use crate::dictionary::character::{CharInfo, CharProperty};
use crate::utils::FromU32;

/// Input text indexed by Unicode scalar values.
///
/// One position is one `char`, so a surrogate pair is never split.
#[derive(Default, Clone, Debug)]
pub struct Sentence {
    input: String,
    chars: Vec<char>,
    c2b: Vec<usize>,
    cinfos: Vec<CharInfo>,
    groupable: Vec<usize>,
}

impl Sentence {
    pub fn new() -> Self {
        Self::default()
    }

    #[inline(always)]
    pub fn clear(&mut self) {
        self.input.clear();
        self.chars.clear();
        self.c2b.clear();
        self.cinfos.clear();
        self.groupable.clear();
    }

    pub fn set_sentence<S>(&mut self, input: S)
    where
        S: AsRef<str>,
    {
        self.clear();
        self.input.push_str(input.as_ref());
    }

    /// Sets the input given as UTF-16 code units.
    /// A lone surrogate is replaced with U+FFFD.
    pub fn set_sentence_utf16(&mut self, input: &[u16]) {
        self.clear();
        self.input.extend(
            char::decode_utf16(input.iter().copied())
                .map(|r| r.unwrap_or(char::REPLACEMENT_CHARACTER)),
        );
    }

    pub fn compile(&mut self, char_prop: &CharProperty) {
        self.compute_basic();
        self.compute_categories(char_prop);
        self.compute_groupable();
    }

    fn compute_basic(&mut self) {
        for (bi, ch) in self.input.char_indices() {
            self.chars.push(ch);
            self.c2b.push(bi);
        }
        self.c2b.push(self.input.len());
    }

    fn compute_categories(&mut self, char_prop: &CharProperty) {
        self.cinfos.reserve(self.chars.len());
        for &c in &self.chars {
            self.cinfos.push(char_prop.char_info(c));
        }
    }

    fn compute_groupable(&mut self) {
        debug_assert_eq!(self.chars.len(), self.cinfos.len());

        self.groupable.resize(self.chars.len(), 1);
        // runs[c] is the number of consecutive characters of category c from i.
        let mut runs = [0; u32::BITS as usize];
        for (i, cinfo) in self.cinfos.iter().enumerate().rev() {
            let cate_idset = cinfo.cate_idset();
            for (cate_id, run) in runs.iter_mut().enumerate() {
                *run = if cate_idset & (1 << cate_id) != 0 {
                    *run + 1
                } else {
                    0
                };
            }
            let base_id = usize::from_u32(cinfo.base_id());
            self.groupable[i] = runs.get(base_id).copied().unwrap_or(1).max(1);
        }
    }

    #[inline(always)]
    pub fn raw(&self) -> &str {
        &self.input
    }

    #[inline(always)]
    pub fn chars(&self) -> &[char] {
        &self.chars
    }

    #[inline(always)]
    pub fn len_char(&self) -> usize {
        self.chars.len()
    }

    #[inline(always)]
    pub fn byte_position(&self, pos_char: usize) -> usize {
        self.c2b[pos_char]
    }

    #[inline(always)]
    pub fn char_info(&self, pos_char: usize) -> CharInfo {
        self.cinfos[pos_char]
    }

    /// Gets the number of characters from `pos_char` that share a category
    /// with their neighbors.
    #[inline(always)]
    pub fn groupable(&self, pos_char: usize) -> usize {
        self.groupable[pos_char]
    }
}

#[cfg(test)]
mod tests {
    use super::*;

    fn char_prop() -> CharProperty {
        let char_def = "DEFAULT 0 1 0\nHIRAGANA 0 1 2\nKATAKANA 1 1 2\n\
                        0x3041..0x309F HIRAGANA\n0x30A1..0x30FF KATAKANA\n0x30FC KATAKANA HIRAGANA";
        CharProperty::from_reader(char_def.as_bytes()).unwrap()
    }

    #[test]
    fn test_sentence() {
        let mut sent = Sentence::new();
        sent.set_sentence("自然");
        sent.compute_basic();
        assert_eq!(sent.chars(), &['自', '然']);
        assert_eq!(sent.byte_position(0), 0);
        assert_eq!(sent.byte_position(1), 3);
        assert_eq!(sent.byte_position(2), 6);
    }

    #[test]
    fn test_surrogate_pair() {
        let mut sent = Sentence::new();
        sent.set_sentence("a😀b");
        sent.compile(&char_prop());
        assert_eq!(sent.len_char(), 3);
        assert_eq!(sent.chars()[1], '😀');
        assert_eq!(sent.byte_position(2), 5);
    }

    #[test]
    fn test_utf16() {
        let units: Vec<u16> = "すもも😀".encode_utf16().collect();
        let mut sent = Sentence::new();
        sent.set_sentence_utf16(&units);
        sent.compile(&char_prop());
        assert_eq!(sent.raw(), "すもも😀");
        assert_eq!(sent.len_char(), 4);
    }

    #[test]
    fn test_lone_surrogate() {
        let units = [0x3059, 0xD83D, 0x3082];
        let mut sent = Sentence::new();
        sent.set_sentence_utf16(&units);
        sent.compile(&char_prop());
        assert_eq!(sent.chars(), &['す', '\u{FFFD}', 'も']);
    }

    #[test]
    fn test_groupable() {
        let mut sent = Sentence::new();
        sent.set_sentence("すもモモーa");
        sent.compile(&char_prop());
        assert_eq!(sent.groupable(0), 2);
        assert_eq!(sent.groupable(1), 1);
        assert_eq!(sent.groupable(2), 3);
        assert_eq!(sent.groupable(3), 2);
        assert_eq!(sent.groupable(4), 1);
        assert_eq!(sent.groupable(5), 1);
    }

    #[test]
    fn test_groupable_stops_at_category_change() {
        let mut sent = Sentence::new();
        // ー is KATAKANA and HIRAGANA.
        sent.set_sentence("スーパーは");
        sent.compile(&char_prop());
        let runs: Vec<_> = (0..sent.len_char()).map(|i| sent.groupable(i)).collect();
        assert_eq!(runs, vec![4, 3, 2, 1, 1]);

        sent.set_sentence("はーい");
        sent.compile(&char_prop());
        let runs: Vec<_> = (0..sent.len_char()).map(|i| sent.groupable(i)).collect();
        assert_eq!(runs, vec![3, 1, 1]);
    }

    #[test]
    fn test_empty() {
        let mut sent = Sentence::new();
        sent.set_sentence("");
        sent.compile(&char_prop());
        assert_eq!(sent.len_char(), 0);
        assert_eq!(sent.byte_position(0), 0);
    }
}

—————

■ What you have to do ■
The material shown above is to be retyped in full, without alteration.

■ Solution ■
use crate::dictionary::character::{CharInfo, CharProperty};
use crate::utils::FromU32;

/// Input text indexed by Unicode scalar values.
///
/// One position is one `char`, so a surrogate pair is never split.
#[derive(Default, Clone, Debug)]
pub struct Sentence {
    input: String,
    chars: Vec<char>,
    c2b: Vec<usize>,
    cinfos: Vec<CharInfo>,
    groupable: Vec<usize>,
}

impl Sentence {
    pub fn new() -> Self {
        Self::default()
    }

    #[inline(always)]
    pub fn clear(&mut self) {
        self.input.clear();
        self.chars.clear();
        self.c2b.clear();
        self.cinfos.clear();
        self.groupable.clear();
    }

    pub fn set_sentence<S>(&mut self, input: S)
    where
        S: AsRef<str>,
    {
        self.clear();
        self.input.push_str(input.as_ref());
    }

    /// Sets the input given as UTF-16 code units.
    /// A lone surrogate is replaced with U+FFFD.
    pub fn set_sentence_utf16(&mut self, input: &[u16]) {
        self.clear();
        self.input.extend(
            char::decode_utf16(input.iter().copied())
                .map(|r| r.unwrap_or(char::REPLACEMENT_CHARACTER)),
        );
    }

    pub fn compile(&mut self, char_prop: &CharProperty) {
        self.compute_basic();
        self.compute_categories(char_prop);
        self.compute_groupable();
    }

    fn compute_basic(&mut self) {
        for (bi, ch) in self.input.char_indices() {
            self.chars.push(ch);
            self.c2b.push(bi);
        }
        self.c2b.push(self.input.len());
    }

    fn compute_categories(&mut self, char_prop: &CharProperty) {
        self.cinfos.reserve(self.chars.len());
        for &c in &self.chars {
            self.cinfos.push(char_prop.char_info(c));
        }
    }

    fn compute_groupable(&mut self) {
        debug_assert_eq!(self.chars.len(), self.cinfos.len());

        self.groupable.resize(self.chars.len(), 1);
        // runs[c] is the number of consecutive characters of category c from i.
        let mut runs = [0; u32::BITS as usize];
        for (i, cinfo) in self.cinfos.iter().enumerate().rev() {
            let cate_idset = cinfo.cate_idset();
            for (cate_id, run) in runs.iter_mut().enumerate() {
                *run = if cate_idset & (1 << cate_id) != 0 {
                    *run + 1
                } else {
                    0
                };
            }
            let base_id = usize::from_u32(cinfo.base_id());
            self.groupable[i] = runs.get(base_id).copied().unwrap_or(1).max(1);
        }
    }

    #[inline(always)]
    pub fn raw(&self) -> &str {
        &self.input
    }

    #[inline(always)]
    pub fn chars(&self) -> &[char] {
        &self.chars
    }

    #[inline(always)]
    pub fn len_char(&self) -> usize {
        self.chars.len()
    }

    #[inline(always)]
    pub fn byte_position(&self, pos_char: usize) -> usize {
        self.c2b[pos_char]
    }

    #[inline(always)]
    pub fn char_info(&self, pos_char: usize) -> CharInfo {
        self.cinfos[pos_char]
    }

    /// Gets the number of characters from `pos_char` that share a category
    /// with their neighbors.
    #[inline(always)]
    pub fn groupable(&self, pos_char: usize) -> usize {
        self.groupable[pos_char]
    }
}

#[cfg(test)]
mod tests {
    use super::*;

    fn char_prop() -> CharProperty {
        let char_def = "DEFAULT 0 1 0\nHIRAGANA 0 1 2\nKATAKANA 1 1 2\n\
                        0x3041..0x309F HIRAGANA\n0x30A1..0x30FF KATAKANA\n0x30FC KATAKANA HIRAGANA";
        CharProperty::from_reader(char_def.as_bytes()).unwrap()
    }

    #[test]
    fn test_sentence() {
        let mut sent = Sentence::new();
        sent.set_sentence("自然");
        sent.compute_basic();
        assert_eq!(sent.chars(), &['自', '然']);
        assert_eq!(sent.byte_position(0), 0);
        assert_eq!(sent.byte_position(1), 3);
        assert_eq!(sent.byte_position(2), 6);
    }

    #[test]
    fn test_surrogate_pair() {
        let mut sent = Sentence::new();
        sent.set_sentence("a😀b");
        sent.compile(&char_prop());
        assert_eq!(sent.len_char(), 3);
        assert_eq!(sent.chars()[1], '😀');
        assert_eq!(sent.byte_position(2), 5);
    }

    #[test]
    fn test_utf16() {
        let units: Vec<u16> = "すもも😀".encode_utf16().collect();
        let mut sent = Sentence::new();
        sent.set_sentence_utf16(&units);
        sent.compile(&char_prop());
        assert_eq!(sent.raw(), "すもも😀");
        assert_eq!(sent.len_char(), 4);
    }

    #[test]
    fn test_lone_surrogate() {
        let units = [0x3059, 0xD83D, 0x3082];
        let mut sent = Sentence::new();
        sent.set_sentence_utf16(&units);
        sent.compile(&char_prop());
        assert_eq!(sent.chars(), &['す', '\u{FFFD}', 'も']);
    }

    #[test]
    fn test_groupable() {
        let mut sent = Sentence::new();
        sent.set_sentence("すもモモーa");
        sent.compile(&char_prop());
        assert_eq!(sent.groupable(0), 2);
        assert_eq!(sent.groupable(1), 1);
        assert_eq!(sent.groupable(2), 3);
        assert_eq!(sent.groupable(3), 2);
        assert_eq!(sent.groupable(4), 1);
        assert_eq!(sent.groupable(5), 1);
    }

    #[test]
    fn test_groupable_stops_at_category_change() {
        let mut sent = Sentence::new();
        // ー is KATAKANA and HIRAGANA.
        sent.set_sentence("スーパーは");
        sent.compile(&char_prop());
        let runs: Vec<_> = (0..sent.len_char()).map(|i| sent.groupable(i)).collect();
        assert_eq!(runs, vec![4, 3, 2, 1, 1]);

        sent.set_sentence("はーい");
        sent.compile(&char_prop());
        let runs: Vec<_> = (0..sent.len_char()).map(|i| sent.groupable(i)).collect();
        assert_eq!(runs, vec![3, 1, 1]);
    }

    #[test]
    fn test_empty() {
        let mut sent = Sentence::new();
        sent.set_sentence("");
        sent.compile(&char_prop());
        assert_eq!(sent.len_char(), 0);
        assert_eq!(sent.byte_position(0), 0);
    }
}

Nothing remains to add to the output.